Different index providers or funds have similar definitions of factors, but the differences in multi-factor strategies lie in the use and combination of factors.
In general, multi-factor strategies can be categorized into two broad areas, with the first type of multi-factor model taking a stock screening approach. The second type of model is the factor tilting method. For example, S&P used a screening method to construct its quality-value index, while FTSE Russell used a factor titling approach to construct its multi-factor Index.
Double screening of stocks result in better quality
Stock screening is a bottom-up approach for portfolio construction. The construction of the S&P China A-Share Quality and Value Index is divided into two steps [Note 1]. The first step is to select the 200 stocks with the highest quality scores in the China A-share index according to S&P's definition of quality, and the second step is to select the 200 stocks with the highest quality scores in the China A-share index. The second step is to select the 100 stocks with the highest value scores out of the 200 stocks to become constituent stocks, and the final weighting of the constituent stocks will be based on the market capitalization of the individual stocks.
Double screening ensures that the constituent stocks have both good quality and low valuation characteristics. Using screening methods may result in over-concentration of individual stocks and sectors, therefore requiring the use of optimization algorithms. The company weight will be adjusted to comply with the restriction that the total industry weighting shall not exceed 40%, or the individual shares shall not exceed 5%.
Contrary to stock screening, factor tilting is a top-down model, where factor exposure is obtained by adjusting for individual stock weights. This is done by using statistical functions to standardize the factor values into a score between 0 and 1. The factor scores then are combined by calculating the average. The average can be either an arithmetic or geometric mean.

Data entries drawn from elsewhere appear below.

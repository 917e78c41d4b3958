//! Per-receiver interference ledger.
//!
//! Every signal a radio hears is recorded here, whether or not the radio
//! ends up demodulating it. Entries outlive their reception so that later
//! signals can still be checked against them.

use lorasim_common::{CollisionWindow, PacketTag, SimTime};

/// Entries are kept at least this long after they end.
pub const EVICTION_HORIZON: SimTime = SimTime::from_millis(2_000);

/// Ledger size above which `add` triggers an eviction pass.
pub const DEFAULT_WATERMARK: usize = 1100;

/// Identifier of a signal within one ledger.
#[derive(Debug, Clone, Copy, PartialEq, Eq, PartialOrd, Ord, Hash)]
pub struct SignalId(pub u64);

/// One transmission as seen by one receiver.
#[derive(Debug, Clone, Copy, PartialEq)]
pub struct SignalEvent {
    /// Ledger-local identifier.
    pub id: SignalId,
    /// First instant the energy arrives.
    pub start: SimTime,
    /// `start + duration`.
    pub end: SimTime,
    /// Spreading factor of the transmission.
    pub spreading_factor: u8,
    /// Power at this receiver.
    pub rx_power_dbm: f64,
    /// Carrier frequency.
    pub frequency_hz: u32,
    /// On-air tag of the transmission.
    pub tag: PacketTag,
}

impl SignalEvent {
    /// Time on air.
    pub fn duration(&self) -> SimTime {
        self.end - self.start
    }

    /// End of the preamble according to the tag.
    pub fn preamble_end(&self) -> SimTime {
        self.start + SimTime::from_secs(self.tag.preamble_s)
    }

    /// Received power in watts.
    pub fn power_w(&self) -> f64 {
        dbm_to_watts(self.rx_power_dbm)
    }

    /// Energy in joules delivered during `seconds` of this signal.
    pub fn energy_j(&self, seconds: f64) -> f64 {
        seconds * self.power_w()
    }
}

/// `10^(dBm/10) / 1000`.
pub fn dbm_to_watts(dbm: f64) -> f64 {
    10f64.powf(dbm / 10.0) / 1000.0
}

/// Length of the intersection of two signals. Zero when they are disjoint
/// or only touch.
pub fn overlap(a: &SignalEvent, b: &SignalEvent) -> SimTime {
    overlap_window(a, b).map_or(SimTime::ZERO, |w| w.end - w.start)
}

/// Intersection interval of two signals, if it has positive length.
pub fn overlap_window(a: &SignalEvent, b: &SignalEvent) -> Option<CollisionWindow> {
    let start = a.start.max(b.start);
    let end = a.end.min(b.end);
    (start < end).then_some(CollisionWindow { start, end })
}

/// Signals heard by one radio.
#[derive(Debug, Clone)]
pub struct InterferenceLedger {
    events: Vec<SignalEvent>,
    next_id: u64,
    watermark: usize,
}

impl InterferenceLedger {
    /// Create an empty ledger with the default watermark.
    pub fn new() -> Self {
        Self::with_watermark(DEFAULT_WATERMARK)
    }

    /// Create an empty ledger that evicts once it holds more than `watermark` entries.
    pub fn with_watermark(watermark: usize) -> Self {
        InterferenceLedger {
            events: Vec::new(),
            next_id: 0,
            watermark,
        }
    }

    /// Record a signal starting at `now`.
    pub fn add(
        &mut self,
        now: SimTime,
        duration: SimTime,
        rx_power_dbm: f64,
        spreading_factor: u8,
        tag: PacketTag,
        frequency_hz: u32,
    ) -> SignalEvent {
        assert!(duration > SimTime::ZERO, "signal with zero duration");
        let event = SignalEvent {
            id: SignalId(self.next_id),
            start: now,
            end: now + duration,
            spreading_factor,
            rx_power_dbm,
            frequency_hz,
            tag,
        };
        self.next_id += 1;
        self.events.push(event);
        if self.events.len() > self.watermark {
            self.evict(now);
        }
        event
    }

    /// Drop every signal with `end + 2 s < now`.
    pub fn evict(&mut self, now: SimTime) {
        self.events.retain(|e| e.end + EVICTION_HORIZON >= now);
    }

    /// Other signals on the same frequency as `focal`.
    pub fn same_channel<'a>(&'a self, focal: &'a SignalEvent) -> impl Iterator<Item = &'a SignalEvent> + 'a {
        self.events
            .iter()
            .filter(move |e| e.id != focal.id && e.frequency_hz == focal.frequency_hz)
    }

    /// Look up a signal.
    pub fn get(&self, id: SignalId) -> Option<&SignalEvent> {
        self.events.iter().find(|e| e.id == id)
    }

    /// Whether a signal is still recorded.
    pub fn contains(&self, id: SignalId) -> bool {
        self.get(id).is_some()
    }

    /// All recorded signals in insertion order.
    pub fn iter(&self) -> impl Iterator<Item = &SignalEvent> {
        self.events.iter()
    }

    /// Number of recorded signals.
    pub fn len(&self) -> usize {
        self.events.len()
    }

    /// Whether the ledger is empty.
    pub fn is_empty(&self) -> bool {
        self.events.is_empty()
    }

    /// Forget everything.
    pub fn clear(&mut self) {
        self.events.clear();
    }
}

impl Default for InterferenceLedger {
    fn default() -> Self {
        Self::new()
    }
}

If the arithmetic mean is used, the main consideration is to balance the influence between the factors. When one factor scores high and one factor scores low, there will be a hedging impact. The geometric mean takes into account the interaction between the factors. When one factor score is high and one factor score is low, the combined score will be low due to the geometric nature. The final step is to adjust the weighting of the individual stocks according to the total average score, with higher total scores increasing the weighting and lower total scores reducing it.
These two multi-factor construction methods have their own characteristics. Stock screening is more straightforward, easier to understand and has a more concentrated weighting, hence a greater tracking error. It is believed that if the factors are effective in stock selection, the portfolio returns will be greater. Factor tilting focuses on trading and stock weighting control, and the number of stocks is larger, making it more suitable for larger investments.
After ten years of development, Smart Beta has transformed from a single style strategy to a multi-factor nature. In addition, we can observe that some even newer concepts have emerged, and recently there are new products that provide factor selection. Some products use risk parity strategies to allocate factor weights and some use factor rotation based on the macro environment. In addition, some more complicated factors are gradually being added to the factor list. As investors become smarter, it is expected that the smartness of smart beta strategies will increase as well, continuing to evolve itself.
Note 1: The description of the construction is a conceptual introduction. The precise details should be based on the basic rules.